If you’ve always wondered what a plastic component from a 3D printer can withstand, you’ve come to the right place. As part of the SmaP research project, we teamed up with the UTS Chair of Forming Technology and literally put our prints to the test (yes, well, maybe more like clamped).
The test we have carried out is the tensile test according to DIN EN ISO 527-1. This DIN standard contains the basic information about the exact execution of the tensile test for plastics.
The specimen was dimensioned according to DIN EN ISO 527-2. This standard specifically defines the test conditions for molding and extrusion compounds. In our case, it is an extrusion compound, which is due to the manufacturing process (FDM 3D printers like the ones used extrude liquid plastic into an extrusion compound). Our specimen is a flat specimen of type 1A, this has a rectangular shape with so-called heads for clamping wedges. The width is 10 mm and a thickness of 5 mm.
3 different materials from 2 different printers were tested. 5 samples each were made. Samples of polylactide (PLA) and polyethylene terephthalate (PETG) were printed on one of our Prusa i3 MK3s printers. Furthermore, samples of onyx were produced on the Markforged MarkTwo. Onyx is a nylon with portions of carbon short fibers. For the test, a material sample in standardized form is inserted into a tensile testing machine. This machine stretches the specimen during the test until it breaks or elongation occurs without breakage (looks then like an elongated chewing gum). The specimen is stretched at a standardized speed (1 mm/min). The tensile testing machine continuously pulls the specimen apart during the test. The force that the specimen opposes this imposed strain is meanwhile recorded via the strain. The values in the evaluation can then be determined from the measured data. In the video below, you can see the experimental procedure and the tearing of a sample.
The evaluation contains all essential information about the test and its boundary conditions, as well as a stress-strain diagram, the images of the specimens, and the data on material properties obtained from the test.
In the stress/strain diagrams of PLA, the range of elastic deformation can be seen in the range of about 0 – 1.8 %, which then stops abruptly when the tensile strength is reached, and changes to plastic deformation. From the area of plastic deformation, approximately between 1.8 and 2%, the quite pronounced part of the necking begins. The material still allows about 1.5% elongation until it finally breaks.
With PETG, the result cannot be reconstructed quite as nicely as with PLA. Sample PETG_P1, the upper outlier in the diagram, changes from the elastic to the plastic range at about 55 MPa, which then leads to necking at 60 MPa and ends in fracture of the sample at an elongation of 5.1%. The four other specimens behave similarly for the most part and also have only a small area of plastic deformation and pronounced area of necking.
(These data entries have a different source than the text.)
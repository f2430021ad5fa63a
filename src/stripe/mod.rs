//! Stripe OAuth token endpoint client.
//!
//! One entrypoint per direction: [`StripeOAuthClient::exchange_code`] turns
//! an authorization code into a token pair, [`StripeOAuthClient::refresh`]
//! rotates a refresh token. Both speak the same wire contract: POST to the
//! token endpoint, HTTP Basic with the per-mode secret key as username and an
//! empty password, form-encoded body, JSON response.

use reqwest::{Client as HttpClient, StatusCode};
use serde::Deserialize;
use thiserror::Error;

use crate::db::models::StripeMode;

pub const DEFAULT_TOKEN_URL: &str = "https://api.stripe.com/v1/oauth/token";
pub const DEFAULT_AUTHORIZE_URL: &str = "https://marketplace.stripe.com/oauth/v2/authorize";
pub const DEFAULT_API_URL: &str = "https://api.stripe.com";

/// Access tokens default to an hour when the platform omits `expires_in`.
pub const DEFAULT_EXPIRES_IN_SECS: i64 = 3600;

#[derive(Debug, Error)]
pub enum OAuthApiError {
    /// No client credentials configured for the requested mode.
    #[error("no client credentials configured for {mode} mode")]
    Misconfigured { mode: StripeMode },
    /// The platform rejected the grant or our credentials. Not retryable.
    #[error("token endpoint rejected the request: {code}")]
    Auth { code: String },
    /// Transport failures and 5xx responses. The caller may try again later.
    #[error("token endpoint unavailable: {reason}")]
    Transient { reason: String },
    /// A response that does not carry the required grant fields.
    #[error("token endpoint returned a malformed response")]
    Malformed,
}

impl OAuthApiError {
    pub fn kind(&self) -> &'static str {
        match self {
            OAuthApiError::Misconfigured { .. } => "misconfigured",
            OAuthApiError::Auth { .. } => "upstream_auth",
            OAuthApiError::Transient { .. } => "upstream_transient",
            OAuthApiError::Malformed => "upstream_malformed",
        }
    }
}

/// A successful grant from the token endpoint.
#[derive(Debug, Clone)]
pub struct TokenGrant {
    pub access_token: String,
    pub refresh_token: String,
    pub scope: Option<String>,
    pub livemode: bool,
    pub stripe_user_id: String,
    pub stripe_publishable_key: Option<String>,
    pub expires_in: Option<i64>,
}

impl TokenGrant {
    pub fn expires_in_secs(&self) -> i64 {
        self.expires_in.unwrap_or(DEFAULT_EXPIRES_IN_SECS)
    }

    pub fn mode(&self) -> StripeMode {
        StripeMode::from_livemode(self.livemode)
    }
}

/// Whatever the token endpoint sent back; success and error envelopes share
/// one lenient shape so a bare `{}` still parses.
#[derive(Debug, Default, Deserialize)]
struct RawTokenResponse {
    #[serde(default)]
    error: Option<String>,
    #[serde(default)]
    error_description: Option<String>,
    #[serde(default)]
    access_token: Option<String>,
    #[serde(default)]
    refresh_token: Option<String>,
    #[serde(default)]
    scope: Option<String>,
    #[serde(default)]
    livemode: Option<bool>,
    #[serde(default)]
    stripe_user_id: Option<String>,
    #[serde(default)]
    stripe_publishable_key: Option<String>,
    #[serde(default)]
    expires_in: Option<i64>,
}

/// Classify a token-endpoint response. The platform's 500s often come with an
/// empty or `{}` body, so "no error envelope" alone is never treated as
/// success; the required grant fields must actually be present.
fn classify_response(status: StatusCode, body: &[u8]) -> Result<TokenGrant, OAuthApiError> {
    if status.is_server_error() {
        return Err(OAuthApiError::Transient {
            reason: format!("status {}", status.as_u16()),
        });
    }

    let raw: RawTokenResponse = match serde_json::from_slice(body) {
        Ok(raw) => raw,
        Err(_) if body.is_empty() => RawTokenResponse::default(),
        Err(_) => return Err(OAuthApiError::Malformed),
    };

    if let Some(error) = raw.error {
        let code = match raw.error_description {
            Some(description) => format!("{error}: {description}"),
            None => error,
        };
        return Err(OAuthApiError::Auth { code });
    }

    if !status.is_success() {
        return Err(OAuthApiError::Auth {
            code: format!("status {}", status.as_u16()),
        });
    }

    match (raw.access_token, raw.refresh_token, raw.stripe_user_id) {
        (Some(access_token), Some(refresh_token), Some(stripe_user_id)) => Ok(TokenGrant {
            access_token,
            refresh_token,
            scope: raw.scope,
            livemode: raw.livemode.unwrap_or(false),
            stripe_user_id,
            stripe_publishable_key: raw.stripe_publishable_key,
            expires_in: raw.expires_in,
        }),
        _ => Err(OAuthApiError::Malformed),
    }
}

#[derive(Debug, Clone, Default)]
pub struct ModeCredentials {
    pub client_id: Option<String>,
    pub secret_key: Option<String>,
}

pub struct StripeOAuthConfig {
    pub http: HttpClient,
    pub token_url: String,
    pub authorize_url: String,
    pub redirect_uri: String,
    pub test: ModeCredentials,
    pub live: ModeCredentials,
}

pub struct StripeOAuthClient {
    http: HttpClient,
    token_url: String,
    authorize_url: String,
    redirect_uri: String,
    test: ModeCredentials,
    live: ModeCredentials,
}

impl StripeOAuthClient {
    pub fn new(config: StripeOAuthConfig) -> Self {
        Self {
            http: config.http,
            token_url: config.token_url,
            authorize_url: config.authorize_url,
            redirect_uri: config.redirect_uri,
            test: config.test,
            live: config.live,
        }
    }

    fn credentials(&self, mode: StripeMode) -> &ModeCredentials {
        match mode {
            StripeMode::Test => &self.test,
            StripeMode::Live => &self.live,
        }
    }

    fn secret_key(&self, mode: StripeMode) -> Result<&str, OAuthApiError> {
        self.credentials(mode)
            .secret_key
            .as_deref()
            .ok_or(OAuthApiError::Misconfigured { mode })
    }

    /// Build the authorize URL the install flow redirects users to.
    pub fn authorize_url(&self, mode: StripeMode, state: &str) -> Result<String, OAuthApiError> {
        let client_id = self
            .credentials(mode)
            .client_id
            .as_deref()
            .ok_or(OAuthApiError::Misconfigured { mode })?;

        let params = [
            ("client_id", client_id),
            ("redirect_uri", self.redirect_uri.as_str()),
            ("state", state),
        ];
        let query = params
            .iter()
            .map(|(k, v)| format!("{}={}", k, urlencoding::encode(v)))
            .collect::<Vec<_>>()
            .join("&");

        Ok(format!("{}?{}", self.authorize_url, query))
    }

    /// Exchange an authorization code for a token pair.
    pub async fn exchange_code(
        &self,
        code: &str,
        mode: StripeMode,
    ) -> Result<TokenGrant, OAuthApiError> {
        self.token_request(mode, &[("grant_type", "authorization_code"), ("code", code)])
            .await
    }

    /// Rotate a refresh token. The previous refresh token is dead the moment
    /// this succeeds; the caller must persist the returned pair before using
    /// the new access token.
    pub async fn refresh(
        &self,
        refresh_token: &str,
        mode: StripeMode,
    ) -> Result<TokenGrant, OAuthApiError> {
        self.token_request(
            mode,
            &[
                ("grant_type", "refresh_token"),
                ("refresh_token", refresh_token),
            ],
        )
        .await
    }

    async fn token_request(
        &self,
        mode: StripeMode,
        form: &[(&str, &str)],
    ) -> Result<TokenGrant, OAuthApiError> {
        let secret_key = self.secret_key(mode)?;

        let response = self
            .http
            .post(&self.token_url)
            .basic_auth(secret_key, Some(""))
            .form(form)
            .send()
            .await
            .map_err(|e| OAuthApiError::Transient {
                reason: format!("request failed: {e}"),
            })?;

        let status = response.status();
        let request_id = response
            .headers()
            .get("request-id")
            .and_then(|v| v.to_str().ok())
            .map(str::to_owned);
        let body = response.bytes().await.map_err(|e| OAuthApiError::Transient {
            reason: format!("body read failed: {e}"),
        })?;

        let result = classify_response(status, &body);
        if let Err(error) = &result {
            // Structural flags only; never the body or any token material.
            tracing::warn!(
                mode = %mode,
                status = status.as_u16(),
                request_id = request_id.as_deref(),
                kind = error.kind(),
                "stripe token request failed"
            );
        }
        result
    }
}

#[cfg(test)]
mod tests {
    use super::*;

    fn classify(status: u16, body: &str) -> Result<TokenGrant, OAuthApiError> {
        classify_response(StatusCode::from_u16(status).unwrap(), body.as_bytes())
    }

    #[test]
    fn full_grant_parses() {
        let grant = classify(
            200,
            r#"{
                "access_token": "at_1",
                "refresh_token": "rt_1",
                "token_type": "bearer",
                "scope": "read_only",
                "livemode": false,
                "stripe_user_id": "acct_X",
                "stripe_publishable_key": "pk_test_abc",
                "expires_in": 3600
            }"#,
        )
        .unwrap();
        assert_eq!(grant.access_token, "at_1");
        assert_eq!(grant.refresh_token, "rt_1");
        assert_eq!(grant.stripe_user_id, "acct_X");
        assert_eq!(grant.mode(), StripeMode::Test);
        assert_eq!(grant.expires_in_secs(), 3600);
    }

    #[test]
    fn missing_expires_in_defaults_to_an_hour() {
        let grant = classify(
            200,
            r#"{"access_token":"a","refresh_token":"r","stripe_user_id":"acct_X"}"#,
        )
        .unwrap();
        assert_eq!(grant.expires_in_secs(), DEFAULT_EXPIRES_IN_SECS);
    }

    #[test]
    fn error_envelope_is_an_auth_failure() {
        let err = classify(
            400,
            r#"{"error":"invalid_grant","error_description":"code expired"}"#,
        )
        .unwrap_err();
        match err {
            OAuthApiError::Auth { code } => assert_eq!(code, "invalid_grant: code expired"),
            other => panic!("unexpected {other:?}"),
        }
    }

    #[test]
    fn error_envelope_wins_even_on_http_200() {
        assert!(matches!(
            classify(200, r#"{"error":"invalid_client"}"#),
            Err(OAuthApiError::Auth { .. })
        ));
    }

    #[test]
    fn upstream_500_is_transient_regardless_of_body() {
        assert!(matches!(classify(500, ""), Err(OAuthApiError::Transient { .. })));
        assert!(matches!(classify(500, "{}"), Err(OAuthApiError::Transient { .. })));
        assert!(matches!(
            classify(503, r#"{"access_token":"a"}"#),
            Err(OAuthApiError::Transient { .. })
        ));
    }

    #[test]
    fn missing_required_fields_is_malformed() {
        // Empty body on a 200 must never pass for success.
        assert!(matches!(classify(200, ""), Err(OAuthApiError::Malformed)));
        assert!(matches!(classify(200, "{}"), Err(OAuthApiError::Malformed)));
        assert!(matches!(
            classify(200, r#"{"access_token":"a","stripe_user_id":"acct_X"}"#),
            Err(OAuthApiError::Malformed)
        ));
        assert!(matches!(
            classify(200, r#"{"access_token":"a","refresh_token":"r"}"#),
            Err(OAuthApiError::Malformed)
        ));
    }

    #[test]
    fn non_json_body_is_malformed() {
        assert!(matches!(
            classify(200, "<html>gateway</html>"),
            Err(OAuthApiError::Malformed)
        ));
    }

    #[test]
    fn plain_4xx_is_an_auth_failure() {
        assert!(matches!(classify(401, "{}"), Err(OAuthApiError::Auth { .. })));
    }

    fn test_client() -> StripeOAuthClient {
        StripeOAuthClient::new(StripeOAuthConfig {
            http: HttpClient::new(),
            token_url: DEFAULT_TOKEN_URL.to_string(),
            authorize_url: DEFAULT_AUTHORIZE_URL.to_string(),
            redirect_uri: "https://sync.example.com/oauth/callback".to_string(),
            test: ModeCredentials {
                client_id: Some("ca_test_123".to_string()),
                secret_key: Some("sk_test_abc".to_string()),
            },
            live: ModeCredentials::default(),
        })
    }

    #[test]
    fn builds_authorize_url() {
        let url = test_client().authorize_url(StripeMode::Test, "state-123").unwrap();
        assert!(url.starts_with("https://marketplace.stripe.com/oauth/v2/authorize?"));
        assert!(url.contains("client_id=ca_test_123"));
        assert!(url.contains("state=state-123"));
        assert!(url.contains(
            "redirect_uri=https%3A%2F%2Fsync.example.com%2Foauth%2Fcallback"
        ));
    }

    #[test]
    fn missing_mode_credentials_is_misconfigured() {
        let err = test_client().authorize_url(StripeMode::Live, "s").unwrap_err();
        assert!(matches!(
            err,
            OAuthApiError::Misconfigured {
                mode: StripeMode::Live
            }
        ));
    }
}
Compared to PLA, the elastic range of PETG is more pronounced.
The onyx material also has a continuous transition from elastic to plastic deformation, although the region of elastic deformation is difficult to discern. Apparently, this ends at about between 8 and 10 MPa and then turns into a very pronounced part of plastic deformation, which subsequently leads to fracture with only slight necking.
In this comparison, all evaluated specimens are summarized in a stress-strain diagram.
Here it can be seen that the specimens made of onyx (black) allow almost twice as much strain until fracture occurs, compared to the specimens made of PETG (red). Compared to the other two materials, the samples made of PLA allow even less elongation and are all already torn at an elongation of ε = 3.4 – 3.8 %. The comparison diagram also shows how much stress the materials can withstand, with PLA being the best performer except for the one outlier (PETG_P1). This is followed by PETG and in third place by the onyx material. Comparing all three materials with each other, it can be seen that PLA allows the least elongation in its elastic deformation range, but also quickly leads to breakage of the specimen after exceeding this range. Therefore, it can be said that PLA is certainly the material with the most brittle behavior. If you now want to realize one of your projects, you can follow these results to some extent, at least as far as tension and elongation are concerned, although the three materials naturally have other strengths and weaknesses.